In patients (pts) with non Hodgkin lymphoma (NHL) and Hodgkin lymphoma (HL) with poor prognosis factors, pre-transplantation (ASCT) 18-fluorodeoxyglucose (FDG)-positron-emission tomography (PET) status is important for evaluation of response and predicting the outcome. A positive pre-ASCT PET (+PET) indicated a high risk (HR) of relapse which was increased by a positive post-ASCT PET. For these patients additional therapy (salvage therapies prior ASCT, targeted radiotherapy, second transplant or new treatment approaches) will be required (Spaepen K 2001, Filmont JE 2003; Svoboda J 2006, Mounier, 2007).
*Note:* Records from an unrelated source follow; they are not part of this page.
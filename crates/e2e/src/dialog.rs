//! Native `window.confirm` interception

use std::fmt;

use tracing::{debug, warn};

use crate::driver::{ActionOptions, DialogKind};
use crate::error::{E2eError, E2eResult};
use crate::session::Session;
use crate::subject::Subject;

/// How a confirm dialog opened by one triggering action is handled.
#[derive(Debug, Clone, PartialEq, Eq)]
pub enum ConfirmationPolicy {
    /// Check each message as the dialog opens and accept it. If no dialog
    /// opens, nothing is checked and the step passes.
    AssertImmediate(String),
    /// Record every call, accept, then require call 0 to carry the message
    /// once the triggering action has settled.
    RecordAndAssertAfter(String),
    /// Answer with a fixed value (false = cancel) and check nothing.
    AutoRespond(bool),
}

impl ConfirmationPolicy {
    /// Value returned from `window.confirm` while the policy is installed.
    pub fn response(&self) -> bool {
        match self {
            ConfirmationPolicy::AssertImmediate(_) | ConfirmationPolicy::RecordAndAssertAfter(_) => {
                true
            }
            ConfirmationPolicy::AutoRespond(answer) => *answer,
        }
    }

    /// Judge the confirm messages recorded while the policy was installed.
    pub fn evaluate(&self, stub: &ConfirmStub) -> E2eResult<()> {
        match self {
            ConfirmationPolicy::AssertImmediate(expected) => {
                if stub.calls().is_empty() {
                    warn!("no confirm dialog opened; message {:?} was never checked", expected);
                }
                for message in stub.calls() {
                    if message != expected {
                        return Err(E2eError::mismatch(
                            "window:confirm",
                            format!("{:?}", expected),
                            format!("{:?}", message),
                        ));
                    }
                }
                Ok(())
            }
            ConfirmationPolicy::RecordAndAssertAfter(expected) => {
                stub.assert_called_with(0, expected)
            }
            ConfirmationPolicy::AutoRespond(_) => Ok(()),
        }
    }
}

impl fmt::Display for ConfirmationPolicy {
    fn fmt(&self, f: &mut fmt::Formatter<'_>) -> fmt::Result {
        match self {
            ConfirmationPolicy::AssertImmediate(text) => write!(f, "assert-immediate {:?}", text),
            ConfirmationPolicy::RecordAndAssertAfter(text) => write!(f, "record {:?}", text),
            ConfirmationPolicy::AutoRespond(answer) => write!(f, "respond {}", answer),
        }
    }
}

/// Recording stand-in for a confirm handler.
#[derive(Debug, Clone, Default, PartialEq, Eq)]
pub struct ConfirmStub {
    calls: Vec<String>,
}

impl ConfirmStub {
    pub fn new() -> Self {
        Self::default()
    }

    pub fn record(&mut self, message: impl Into<String>) {
        self.calls.push(message.into());
    }

    pub fn calls(&self) -> &[String] {
        &self.calls
    }

    pub fn call(&self, index: usize) -> Option<&str> {
        self.calls.get(index).map(String::as_str)
    }

    pub fn assert_called_with(&self, index: usize, expected: &str) -> E2eResult<()> {
        match self.call(index) {
            None => Err(E2eError::DialogNotFired(expected.to_string())),
            Some(message) if message == expected => Ok(()),
            Some(message) => Err(E2eError::mismatch(
                format!("confirm call {}", index),
                format!("{:?}", expected),
                format!("{:?}", message),
            )),
        }
    }
}

/// What happened while a policy was installed.
#[derive(Debug, Clone, PartialEq, Eq)]
pub struct ConfirmationOutcome {
    pub stub: ConfirmStub,
    /// Whether the last confirm was accepted; None if none opened
    pub accepted: Option<bool>,
}

impl Session {
    /// Click `target` with exactly one confirmation policy installed.
    pub async fn trigger_confirmation(
        &mut self,
        target: &Subject,
        policy: ConfirmationPolicy,
    ) -> E2eResult<ConfirmationOutcome> {
        let driver = self.driver();

        let stale = driver.take_dialogs().await?;
        if !stale.is_empty() {
            debug!("discarding {} dialog(s) from earlier steps", stale.len());
        }
        driver.set_confirm_response(policy.response()).await?;

        let clicked = self.click(target, ActionOptions::default()).await;
        let events = driver.take_dialogs().await;
        driver.set_confirm_response(true).await?;
        clicked?;

        let mut stub = ConfirmStub::new();
        let mut accepted = None;
        for event in events?.into_iter().filter(|e| e.kind == DialogKind::Confirm) {
            accepted = Some(event.accepted);
            stub.record(event.message);
        }

        let label = format!("confirm:{} {}", target, policy);
        let verdict = policy.evaluate(&stub);
        self.record(label, async move { verdict }).await?;

        Ok(ConfirmationOutcome { stub, accepted })
    }
}

#[cfg(test)]
mod tests {
    use super::*;

    const DELETE: &str = "Are you sure you want to delete?";

    fn fired(messages: &[&str]) -> ConfirmStub {
        let mut stub = ConfirmStub::new();
        for m in messages {
            stub.record(*m);
        }
        stub
    }

    #[test]
    fn test_responses() {
        assert!(ConfirmationPolicy::AssertImmediate(DELETE.into()).response());
        assert!(ConfirmationPolicy::RecordAndAssertAfter(DELETE.into()).response());
        assert!(!ConfirmationPolicy::AutoRespond(false).response());
    }

    #[test]
    fn test_assert_immediate_passes_when_nothing_fired() {
        let policy = ConfirmationPolicy::AssertImmediate(DELETE.into());
        assert!(policy.evaluate(&fired(&[])).is_ok());
        assert!(policy.evaluate(&fired(&[DELETE])).is_ok());
        assert!(policy.evaluate(&fired(&["Delete all?"])).is_err());
    }

    #[test]
    fn test_record_requires_the_call() {
        let policy = ConfirmationPolicy::RecordAndAssertAfter(DELETE.into());
        assert!(policy.evaluate(&fired(&[DELETE])).is_ok());
        assert!(matches!(
            policy.evaluate(&fired(&[])),
            Err(E2eError::DialogNotFired(_))
        ));
        assert!(matches!(
            policy.evaluate(&fired(&["Discard changes?"])),
            Err(E2eError::AssertionFailed { .. })
        ));
    }

    #[test]
    fn test_auto_respond_checks_nothing() {
        let policy = ConfirmationPolicy::AutoRespond(false);
        assert!(policy.evaluate(&fired(&["anything"])).is_ok());
    }

    #[test]
    fn test_stub_call_lookup() {
        let stub = fired(&[DELETE, "again"]);
        assert_eq!(stub.call(1), Some("again"));
        assert_eq!(stub.call(2), None);
    }
}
In a french regional network, we try to obtain a negative metabolic status with additive « targeted-therapy », before or after the ASCT, in the hope to improve the clinical outcome for these HR NHL/HD.
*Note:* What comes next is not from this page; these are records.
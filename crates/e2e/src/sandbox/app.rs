//! In-memory model of the sample admin application: header theme switcher,
//! sidebar menu, and the pages the suite visits.

use std::time::Duration;

use chrono::{Datelike, Duration as ChronoDuration, Months, NaiveDate};
use serde_json::Value;
use tokio::time::Instant;
use tracing::{debug, trace};

use super::dom::{el, Dom, El, Node, NodeId};
use super::selector;
use crate::datepicker::format_picker_date;
use crate::driver::{DialogEvent, DialogKind, ElementHandle};
use crate::error::{E2eError, E2eResult};

pub(crate) const DASHBOARD_PATH: &str = "/pages/dashboard";

const DELETE_MESSAGE: &str = "Are you sure you want to delete?";
const PAGE_SIZE: usize = 10;
const THEMES: [&str; 4] = ["Light", "Dark", "Cosmic", "Corporate"];
const FILTER_COLUMNS: [&str; 6] = ["ID", "First Name", "Last Name", "Username", "E-mail", "Age"];

/// What a click on an element (or one of its descendants) does.
#[derive(Debug, Clone, Default, PartialEq, Eq)]
pub(crate) enum Behavior {
    #[default]
    Inert,
    MenuGroup,
    Navigate(&'static str),
    ThemeSelect,
    ThemeOption(&'static str),
    DatepickerInput,
    CalendarPage(i32),
    DayCell(NaiveDate),
    FilterInput(usize),
    DeleteRow(u32),
}

enum MenuEntry {
    Link(&'static str, &'static str),
    Group(&'static str, &'static [(&'static str, &'static str)]),
}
Objective: The study assessed the impact of tailored therapy according to pre-transplantation FDG-PET status on pts outcome after high-dose chemotherapy and ASCT.

Patients & Methods: We performed a retrospective analysis of pts included according three criteria: 1) histologically proven malignant lymphoma (NHL/HD) with a metabolic active disease in PET imaging 2) planned to receive an ASCT for HR factors according international recommendations (de novo initial aaIPI III/IV or not in CR after front line chemotherapy or in early and unfavorable relapse; 3) having a PET prospectively performed prior and after ASCT on a CDET replaced in 2005 by a PET/CT (Siemens). The metabolic imaging interpretation had been performed by 2 experienced nuclear physicans first blinded to clinical and CT scan then discussed in multidisciplinary team. + PET defined as any focal or diffuse area of increased activity in a location suspect for residual disease and -PET if any metabolic activity according revised Cheson criteria. Survival analysis were performed using Kaplan-Meier method for event free survival (EFS), overall survival (OS).
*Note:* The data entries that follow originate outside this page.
// Dropdown iteration

#[tokio::test(start_paused = true)]
async fn test_select_each_walks_every_theme() {
    let mut s = open(None).await;
    let dropdown = s.get("nav nb-select").await.unwrap();

    let selected = s
        .select_each(&dropdown, "ul.options-list nb-option", ReopenBelow(3))
        .await
        .unwrap();
    assert_eq!(selected, THEMES);
    s.should(&dropdown, Expectation::Contain("Corporate".into()))
        .await
        .unwrap();

    // No reopen after the last option
    let options = s.get("ul.options-list nb-option").await.unwrap();
    let driver = s.driver();
    assert!(!driver.is_visible(options.head()).await.unwrap());
}

#[tokio::test(start_paused = true)]
async fn test_select_each_with_until_last_policy() {
    let mut s = open(None).await;
    let dropdown = s.get("nav nb-select").await.unwrap();
    let selected = s
        .select_each(&dropdown, "ul.options-list nb-option", ReopenUntilLast(THEMES.len()))
        .await
        .unwrap();
    assert_eq!(selected.last().map(String::as_str), Some("Corporate"));
}

#[tokio::test(start_paused = true)]
async fn test_display_must_equal_the_whole_option_text() {
    let mut s = open(None).await;
    let dropdown = s.get("nav nb-select").await.unwrap();
    s.click(&dropdown, ActionOptions::default()).await.unwrap();
    let cosmic = s.contains("nb-option", "Cosmic").await.unwrap();
    s.click(&cosmic, ActionOptions::default()).await.unwrap();

    // " Cosmic " contains "Cosm" but is not the option "Cosm"
    s.should(&dropdown, Expectation::Contain("Cosm".into()))
        .await
        .unwrap();
    let err = s
        .should(&dropdown, Expectation::HaveTrimmedText("Cosm".into()))
        .await
        .unwrap_err();
    assert!(matches!(err, E2eError::AssertionFailed { .. }));
    s.should(&dropdown, Expectation::HaveTrimmedText("Cosmic".into()))
        .await
        .unwrap();
}

#[tokio::test(start_paused = true)]
async fn test_select_each_fails_when_display_does_not_follow() {
    let mut s = open(Some(Page::Datepicker)).await;
    // The input opens the calendar, but a picked day lands in its value,
    // never in its text
    let input = s.get("input").await.unwrap().first();
    let err = s
        .select_each(&input, ".day-cell", ReopenBelow(3))
        .await
        .unwrap_err();
    assert!(matches!(err, E2eError::AssertionFailed { .. }), "{:?}", err);
}

#[tokio::test(start_paused = true)]
async fn test_closed_dropdown_option_is_not_clickable() {
    let mut s = open(None).await;
    let dark = s.contains("nb-option", "Dark").await.unwrap();
    let err = s.click(&dark, ActionOptions::default()).await.unwrap_err();
    assert!(matches!(err, E2eError::NotInteractable { .. }));
}

// Table filtering

#[test_case("20", 1 ; "twenty")]
#[test_case("30", 1 ; "thirty")]
#[test_case("40", 1 ; "forty")]
#[test_case("3", 8 ; "single digit")]
#[tokio::test(start_paused = true)]
async fn test_age_filter_keeps_matching_rows(age: &str, expected_rows: usize) {
    let mut s = open(Some(Page::SmartTable)).await;
    let filter = TableFilter::age(s.config().filter_settle);
    let reports = s.filter_table(&filter, &[age]).await.unwrap();
    assert_eq!(reports[0].rows, expected_rows);
    assert!(!reports[0].no_data);
}

#[tokio::test(start_paused = true)]
async fn test_age_filter_sequence_ends_with_no_data() {
    let mut s = open(Some(Page::SmartTable)).await;
    let filter = TableFilter::age(s.config().filter_settle);
    let reports = s.filter_table(&filter, &[20, 30, 40, 200]).await.unwrap();

    let values: Vec<&str> = reports.iter().map(|r| r.value.as_str()).collect();
    assert_eq!(values, vec!["20", "30", "40", "200"]);
    assert!(reports[3].no_data);

    let rows = s.get("tbody tr").await.unwrap();
    assert_eq!(rows.len(), 1);
    s.should(&rows, Expectation::Contain("No data found".into()))
        .await
        .unwrap();
}

#[tokio::test(start_paused = true)]
async fn test_sentinel_with_matching_rows_fails() {
    let mut s = open(Some(Page::SmartTable)).await;
    let filter = TableFilter {
        no_match_sentinel: Some("2".into()),
        ..TableFilter::age(s.config().filter_settle)
    };
    let err = s.filter_table(&filter, &["2"]).await.unwrap_err();
    assert!(matches!(err, E2eError::AssertionFailed { .. }), "{:?}", err);
}

#[tokio::test(start_paused = true)]
async fn test_value_missing_from_checked_column_fails() {
    let mut s = open(Some(Page::SmartTable)).await;
    // Age 20 belongs to the row with ID 4
    let filter = TableFilter {
        column: 1,
        ..TableFilter::age(s.config().filter_settle)
    };
    let err = s.filter_table(&filter, &["20"]).await.unwrap_err();
    assert!(matches!(err, E2eError::AssertionFailed { .. }), "{:?}", err);
}

#[tokio::test(start_paused = true)]
async fn test_no_data_row_for_an_ordinary_value_fails() {
    let mut s = open(Some(Page::SmartTable)).await;
    let filter = TableFilter {
        no_match_sentinel: None,
        ..TableFilter::age(s.config().filter_settle)
    };
    let err = s.filter_table(&filter, &["200"]).await.unwrap_err();
    assert!(matches!(err, E2eError::ElementNotFound { .. }), "{:?}", err);
}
Results: For 95 consecutive pts treated from 05/1999 to 12/2006 18 HD and 77 NHL, an ASCT has been planned either in initial HR prognostic score (n=39), primary refractory disease (n=31), or in relapse (n=25). First line therapy were mainly ABVD for HD and ACVBP/CHOP +/− Rituximab for NHL. A pre-ASCT -PET was obtained in 52 pts (55%) and 43 pts (45%) remained pre-ASCT +PET. Additional salvage chemotherapy (MINE or DHAP(+/−R) most frequently) obtained a - PET status from pre-ASCT +PET in 9/43 pts (21%) prior the ASCT. ASCT has been performed for all these HR pts with a conditioning regimen mainly BICNU-Etoposide-Aracytine-Melphalan (BEAM). After ASCT, 22/43 pre-ASCT +PET pts were converted in a post-ASCT -PET status. Residual disease of post-ASCT +PET pts was treated by targeted radiation (n=11) or by a second transplant (n=2). One pre-ASCT -PET converted to positive (1/52). At the end of procedure, we obtained a –PET status in 88 pts (92%), persistant + PET in 7 pts (7%) (3 PR/4 PD). With a median follow-up of 4.14 years (range 0.61–9.48) since diagnosis, 15/43pts (35%) pre-ASCT +PET and 14/52pts (26%) pre-HDT/ASCT -PET pts relapsed. Mortality was 23% (22/95pts range -PET : 11/52 (21%) and +/−PET 11/43 (25%) respectively and 4/7 (57%) resistant +/+PET). In –PET and in +/−PET median OS and EFS were not reached, 5yOS was 79% and 73% (p=0.7) and 5 y-EFS 62% and 54% respectively (p=0.2). In residual post-ASCT+PET, median OS was 4,5 months.

Conclusion: PET-guided consolidative therapy prior or post ASCT in patients with HR lymphoma is routinely feasible and could obtain a negative status in 92% of pts at the end of procedure and reduce relapses with encouraging results in terms of OS and EFS with a 5-y median follow-up. Next step is now on-going: including pts in multicentric PETdesigned trials to confirm prospectively the crucial role of the metabolic imaging to determine which is the best tailoring therapy.

Disclosures: No relevant conflicts of interest to declare.